One week ago, Braxton Miller was being pounding into the Sun Life Stadium turf in between turnovers. Following a second straight loss, this time in the Orange Bowl, Miller stood next to his locker and laughed when reporters asked him about his impending decision – staying or going?
It had to the feel of a going away party. But a week later, Miller started his spring semester of classes and quietly announced he’d be returning to Ohio State for his senior season. Now, he can leave a legacy with few equals.
“I want to help this team win a Big Ten championship next year,” Miller said in a statement. “Plus, I want to improve as a quarterback in all aspects of my game. I’m looking forward to working for another year with Coach Meyer and Coach Herman.
“And I want to graduate, so this will help get me closer to my academic goal.”
The decision greatly changes the outlook on the 2014 season, the first with a four-team playoff. Instead of starting a first-year starter, the Buckeyes get the services of a four-year veteran. Ohio State is projected as a consensus top-10 team for next season.
Only five starters return on offense, where there will be four new starters on the line, a new running back and several inexperienced wide receivers. But Miller’s presence cancels out much of the mystery surrounding a revamped offense. Sources inside the program indicated the wide receivers could be better, even with the departure of Philly Brown.
Devin Smith and Evan Spencer return, and Corey Smith, Mike Thomas and Jalin Marshall should all take on bigger roles. Corey Smith in particular has been raved about and described as the total package for his route running, speed and pass-catching ability.
Despite receiving a mid-to-late round grade from the draft advisory board, Miller grappled with his decision until reportedly sitting down with Urban Meyer on Thursday. It's believed Miller was leaning toward staying throughout the process.
“We look forward to having Braxton Miller return to this team for his senior season,” Meyer said. “He has been an extremely valuable member of our team and he is also a fine student. His desire to lead our team to a championship, to earn his degree from The Ohio State University next spring and to continue to improve as a quarterback are his motivation.”
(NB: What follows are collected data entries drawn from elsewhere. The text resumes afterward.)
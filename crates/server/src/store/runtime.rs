//! Store for runtimes: running (or finished) instances of a process.

use std::sync::Arc;

use serde::Serialize;
use serde_json::Value;
use stepflow_handlers::HandlerRegistry;
use stepflow_model::{now_ms, validate_runtime, Process, Runtime, StepResult};
use tokio::sync::MutexGuard;
use tracing::info;
use uuid::Uuid;

use crate::error::{AppError, AppResult};
use super::{Datastore, DatastoreError, DocumentBackend, StoreState};

pub const RUNTIME_DOCUMENT: &str = "runtimes";

/// A runtime decorated with live handler results for its current step.
///
/// `conditions` holds one verdict per declared condition of the current step,
/// `responses` one payload per enabled response. Both are empty once the
/// runtime has ended.
#[derive(Debug, Serialize)]
pub struct RuntimeView {
    #[serde(flatten)]
    pub runtime: Runtime,
    pub conditions: Vec<bool>,
    pub responses: Vec<Value>,
}

/// Runtimes, keyed by runtime id.
///
/// Mutations lock the mirror for the whole read-modify-flush cycle. Reads
/// clone the runtime out of the lock before evaluating handlers, so a slow
/// device never stalls writers.
pub struct RuntimeStore {
    inner: Datastore<Runtime>,
    registry: Arc<HandlerRegistry>,
}

impl RuntimeStore {
    pub fn new(
        backend: Arc<dyn DocumentBackend>,
        database: &str,
        volatile: bool,
        registry: Arc<HandlerRegistry>,
    ) -> Self {
        Self {
            inner: Datastore::new(backend, database, RUNTIME_DOCUMENT, volatile),
            registry,
        }
    }

    pub async fn startup_read(&self) -> AppResult<()> {
        self.inner.startup_read().await?;
        Ok(())
    }

    pub async fn wait_ready(&self) {
        self.inner.wait_ready().await;
    }

    /// Lock the mirror for a multi-document pass. The scheduler uses this to
    /// tick every runtime under one lock and one flush.
    pub async fn lock_ready(&self) -> Result<MutexGuard<'_, StoreState<Runtime>>, DatastoreError> {
        self.inner.lock_ready().await
    }

    pub async fn flush(&self, state: &mut StoreState<Runtime>) -> Result<(), DatastoreError> {
        self.inner.flush(state).await
    }

    /// Instantiate a process: embed a deep copy of the definition, stamp the
    /// runtime start, and seed a pending result for the first step.
    pub async fn create(&self, process: &Process, title: Option<String>) -> AppResult<Runtime> {
        self.registry.check_process(process)?;
        let first = process.steps.first().ok_or_else(|| {
            AppError::Validation(format!("process '{}' has no steps", process.id))
        })?;

        let runtime = Runtime {
            id: Uuid::new_v4().to_string(),
            title: title.unwrap_or_else(|| process.title.clone()),
            start: Some(now_ms()),
            end: None,
            process: process.clone(),
            tasks: Vec::new(),
            results: vec![StepResult::pending(first)],
        };
        validate_runtime(&runtime)?;

        let mut state = self.inner.lock_ready().await?;
        if state.docs.contains_key(&runtime.id) {
            return Err(AppError::Conflict(format!(
                "runtime '{}' already exists",
                runtime.id
            )));
        }
        state.docs.insert(runtime.id.clone(), runtime.clone());
        self.inner.flush(&mut state).await?;
        info!(runtime = %runtime.id, process = %process.id, "runtime created");
        Ok(runtime)
    }

    /// Evaluate the current step's conditions and responses for display.
    /// Handler failures propagate; the caller decides how to surface them.
    async fn view(&self, runtime: Runtime) -> AppResult<RuntimeView> {
        let current = if runtime.finished() {
            None
        } else {
            runtime.current_step().map(|(_, step)| step.clone())
        };
        let Some(step) = current else {
            return Ok(RuntimeView {
                runtime,
                conditions: Vec::new(),
                responses: Vec::new(),
            });
        };

        let conditions = self.registry.evaluate_conditions(&step, &runtime).await?;
        let responses = self.registry.evaluate_responses(&step, &runtime).await?;
        Ok(RuntimeView {
            runtime,
            conditions,
            responses,
        })
    }

    pub async fn read(&self, id: &str) -> AppResult<RuntimeView> {
        let runtime = {
            let state = self.inner.lock_ready().await?;
            state
                .docs
                .get(id)
                .cloned()
                .ok_or_else(|| AppError::NotFound(format!("runtime '{}'", id)))?
        };
        self.view(runtime).await
    }

    pub async fn all(&self) -> AppResult<Vec<RuntimeView>> {
        let runtimes: Vec<Runtime> = {
            let state = self.inner.lock_ready().await?;
            state.docs.values().cloned().collect()
        };

        let mut views = Vec::with_capacity(runtimes.len());
        for runtime in runtimes {
            views.push(self.view(runtime).await?);
        }
        Ok(views)
    }

    pub async fn remove(&self, id: &str) -> AppResult<()> {
        let mut state = self.inner.lock_ready().await?;
        if state.docs.remove(id).is_none() {
            return Err(AppError::NotFound(format!("runtime '{}'", id)));
        }
        self.inner.flush(&mut state).await?;
        info!(runtime = %id, "runtime removed");
        Ok(())
    }

    /// Force the runtime to a step, bypassing the current step's conditions.
    /// Without an explicit position the next step is targeted. The current
    /// result is closed and a pending result for the target appended.
    pub async fn advance(&self, id: &str, pos: Option<usize>) -> AppResult<Runtime> {
        let mut state = self.inner.lock_ready().await?;
        let runtime = state
            .docs
            .get_mut(id)
            .ok_or_else(|| AppError::NotFound(format!("runtime '{}'", id)))?;
        if runtime.finished() {
            return Err(AppError::Conflict(format!("runtime '{}' already ended", id)));
        }

        let (current, _) = runtime
            .current_step()
            .ok_or_else(|| AppError::Internal(format!("runtime '{}' has no current step", id)))?;
        let target = pos.unwrap_or(current + 1);
        let step = runtime.process.steps.get(target).ok_or_else(|| {
            AppError::Validation(format!(
                "step position {} out of range for runtime '{}'",
                target, id
            ))
        })?;

        let pending = StepResult::pending(step);
        let step_id = step.id.clone();
        let now = now_ms();
        if let Some(result) = runtime.results.last_mut() {
            if result.end.is_none() {
                result.end = Some(now);
            }
        }
        runtime.results.push(pending);
        let updated = runtime.clone();

        self.inner.flush(&mut state).await?;
        info!(runtime = %id, step = %step_id, "runtime advanced");
        Ok(updated)
    }

    /// End the runtime, closing the current result along with it. Stopping a
    /// runtime that already ended changes nothing and returns the stored
    /// document.
    pub async fn stop(&self, id: &str) -> AppResult<Runtime> {
        let mut state = self.inner.lock_ready().await?;
        let runtime = state
            .docs
            .get_mut(id)
            .ok_or_else(|| AppError::NotFound(format!("runtime '{}'", id)))?;
        if runtime.end.is_some() {
            return Ok(runtime.clone());
        }

        let now = now_ms();
        if let Some(result) = runtime.results.last_mut() {
            if result.end.is_none() {
                result.end = Some(now);
            }
        }
        runtime.end = Some(now);
        let updated = runtime.clone();
        self.inner.flush(&mut state).await?;
        info!(runtime = %id, "runtime stopped");
        Ok(updated)
    }

    /// Flip the done flag on every task with the given ref.
    pub async fn task_update(&self, id: &str, ref_id: &str, done: bool) -> AppResult<Runtime> {
        let mut state = self.inner.lock_ready().await?;
        let runtime = state
            .docs
            .get_mut(id)
            .ok_or_else(|| AppError::NotFound(format!("runtime '{}'", id)))?;

        let mut matched = 0;
        for task in runtime.tasks.iter_mut().filter(|task| task.ref_id == ref_id) {
            task.done = done;
            matched += 1;
        }
        if matched == 0 {
            return Err(AppError::NotFound(format!(
                "runtime '{}' has no task '{}'",
                id, ref_id
            )));
        }

        let updated = runtime.clone();
        self.inner.flush(&mut state).await?;
        info!(runtime = %id, task = %ref_id, done, "tasks updated");
        Ok(updated)
    }
}

#[cfg(test)]
mod tests {
    use super::*;
    use crate::store::MemoryBackend;
    use stepflow_model::{Step, Task};

    fn store() -> RuntimeStore {
        RuntimeStore::new(
            Arc::new(MemoryBackend::default()),
            "stepflow",
            true,
            Arc::new(HandlerRegistry::with_builtins(5000)),
        )
    }

    fn process(steps: usize) -> Process {
        Process {
            id: "p1".to_string(),
            title: "Test process".to_string(),
            steps: (0..steps)
                .map(|n| Step {
                    id: format!("s{}", n + 1),
                    title: format!("Step {}", n + 1),
                    ..Step::default()
                })
                .collect(),
        }
    }

    #[tokio::test]
    async fn create_seeds_the_first_step() {
        let store = store();
        store.startup_read().await.unwrap();

        let runtime = store
            .create(&process(2), Some("Tuesday batch".to_string()))
            .await
            .unwrap();

        assert_eq!(runtime.title, "Tuesday batch");
        assert!(runtime.start.is_some());
        assert!(runtime.end.is_none());
        assert_eq!(runtime.results.len(), 1);
        assert_eq!(runtime.results[0].step, "s1");
        assert!(runtime.results[0].start.is_none());
    }

    #[tokio::test]
    async fn create_rejects_empty_processes() {
        let store = store();
        store.startup_read().await.unwrap();

        let err = store.create(&process(0), None).await.unwrap_err();
        assert!(matches!(err, AppError::Validation(_)));
    }

    #[tokio::test]
    async fn advance_defaults_to_the_next_step() {
        let store = store();
        store.startup_read().await.unwrap();
        let runtime = store.create(&process(3), None).await.unwrap();

        let advanced = store.advance(&runtime.id, None).await.unwrap();
        assert_eq!(advanced.results.len(), 2);
        assert_eq!(advanced.results[1].step, "s2");
        assert!(advanced.results[0].end.is_some());

        // explicit positions may jump anywhere, including backwards
        let jumped = store.advance(&runtime.id, Some(0)).await.unwrap();
        assert_eq!(jumped.results.len(), 3);
        assert_eq!(jumped.results[2].step, "s1");
    }

    #[tokio::test]
    async fn advance_rejects_out_of_range_and_ended() {
        let store = store();
        store.startup_read().await.unwrap();
        let runtime = store.create(&process(2), None).await.unwrap();

        let err = store.advance(&runtime.id, Some(5)).await.unwrap_err();
        assert!(matches!(err, AppError::Validation(_)));
        // the failed advance left the results untouched
        assert_eq!(store.read(&runtime.id).await.unwrap().runtime.results.len(), 1);

        store.stop(&runtime.id).await.unwrap();
        let err = store.advance(&runtime.id, None).await.unwrap_err();
        assert!(matches!(err, AppError::Conflict(_)));

        let err = store.advance("missing", None).await.unwrap_err();
        assert!(matches!(err, AppError::NotFound(_)));
    }

    #[tokio::test]
    async fn stop_is_idempotent() {
        let store = store();
        store.startup_read().await.unwrap();
        let runtime = store.create(&process(1), None).await.unwrap();

        let stopped = store.stop(&runtime.id).await.unwrap();
        let end = stopped.end.unwrap();
        assert_eq!(stopped.results[0].end, Some(end));

        let again = store.stop(&runtime.id).await.unwrap();
        assert_eq!(again.end, Some(end));
    }

    #[tokio::test]
    async fn task_update_flips_every_matching_task() {
        let store = store();
        store.startup_read().await.unwrap();
        let runtime = store.create(&process(1), None).await.unwrap();

        {
            let mut state = store.lock_ready().await.unwrap();
            let stored = state.docs.get_mut(&runtime.id).unwrap();
            for _ in 0..2 {
                stored.tasks.push(Task {
                    ref_id: "chill".to_string(),
                    title: "Chill the wort".to_string(),
                    message: String::new(),
                    done: false,
                });
            }
        }

        let updated = store.task_update(&runtime.id, "chill", true).await.unwrap();
        assert!(updated.tasks.iter().all(|task| task.done));

        let err = store
            .task_update(&runtime.id, "missing", true)
            .await
            .unwrap_err();
        assert!(matches!(err, AppError::NotFound(_)));
    }

    #[tokio::test]
    async fn read_views_decorate_with_condition_results() {
        let store = store();
        store.startup_read().await.unwrap();

        let mut process = process(1);
        process.steps[0].conditions.push(stepflow_model::ConditionSpec {
            id: "c1".to_string(),
            kind: "ManualAdvance".to_string(),
            enabled: true,
            opts: Default::default(),
        });
        let runtime = store.create(&process, None).await.unwrap();

        let view = store.read(&runtime.id).await.unwrap();
        assert_eq!(view.conditions, vec![false]);
        assert!(view.responses.is_empty());

        // ended runtimes skip evaluation entirely
        store.stop(&runtime.id).await.unwrap();
        let view = store.read(&runtime.id).await.unwrap();
        assert!(view.conditions.is_empty());
    }

    #[tokio::test]
    async fn views_serialize_flattened() {
        let store = store();
        store.startup_read().await.unwrap();
        let runtime = store.create(&process(1), None).await.unwrap();

        let view = store.read(&runtime.id).await.unwrap();
        let value = serde_json::to_value(&view).unwrap();
        assert_eq!(value["id"], runtime.id.as_str());
        assert!(value["conditions"].is_array());
        assert!(value.get("runtime").is_none());
    }
}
“I want to help this team win a Big Ten championship next year.”
Miller likely would have cost himself a considerable amount of money if he left this year. A host of quarterbacks, including Teddy Bridgewater, Johnny Manziel, Blake Bortles, Tajh Boyd, A.J. McCarron, Zach Mettenberger and Aaron Murray, were all projected to go higher than Miller, who could have fallen to as low as the seventh round.
One scout told Eleven Warriors he believed Miller could move into the first or second round with a big senior season. Other quarterbacks presumed to be part of next year's draft class are Jameis Winston, Brett Hundley and Marcus Mariotta.
In December, Miller was asked if he was NFL-ready to which he answered yes emphatically.
“Of course, definitely,” he said. “It’s just another step in life.”
A three-year starter, Miller is the reigning two-time Silver Football Big Ten MVP, offensive player of the year and quarterback of the year. He’ll be favored to complete the trifecta next fall and be a front-runner for the Heisman Trophy. There are numerous school records that could be in jeopardy as well, a majority of which belong to Art Schlichter.
Miller is 505 yards shy of passing Schlichter’s total offense record of 8,850 yards. Miller needs 2,256 passing yards to eclipse Schlichter’s school-record of 7,547. Miller’s only one touchdown away from tying Schlichter’s 85, and he needs 11 wins to reach 37 and become the winningest quarterback in school history. Six touchdowns passes for Miller will get him to 58, one more than Bobby Hoying’s career record.
Missing from Miller’s resume is a conference title and bowl victory.
During his three-year career, Miller has amassed 3,054 rushing yards, already more than any other quarterback in Ohio State history. He has 32 rushing touchdowns. Running comes to mind first when the subject turns to Miller, but his passing accuracy has improved steadily each year.
He’s gone from a 54 percent passer to 58 to 63.5. The latter two seasons were under the tutelage of Meyer and Tom Herman, who’s expected to stay on as offensive coordinator and quarterbacks coach for 2014. The past year was a bit bumpy for Miller. He missed three games with a sprained knee, and after completing 72.5 percent of his passes there was a major drop off the final five games.
“Last year, I felt he was an athlete playing quarterback. Now, he’s a quarterback,” Meyer said in late October. But from that point on, Miller regressed.
Miller told the Chicago Tribune that he grew tired of being hit. But he backed away from those comments prior to the Orange Bowl.
Although Miller is returning, that doesn’t mean there won’t be a quarterback competition during the spring and fall. Kenny Guiton’s graduation opens the backup position, leaving Cardale Jones, J.T. Barrett and Stephen Collier to compete to be No. 2 behind Miller.
“I’ll just take it day by day and get better,” Barrett said after the Orange Bowl. “[You have to] make sure that you show the coaches that you’re able to run the show.”
He’ll have to wait until 2015 for that audition, because Braxton Miller is back.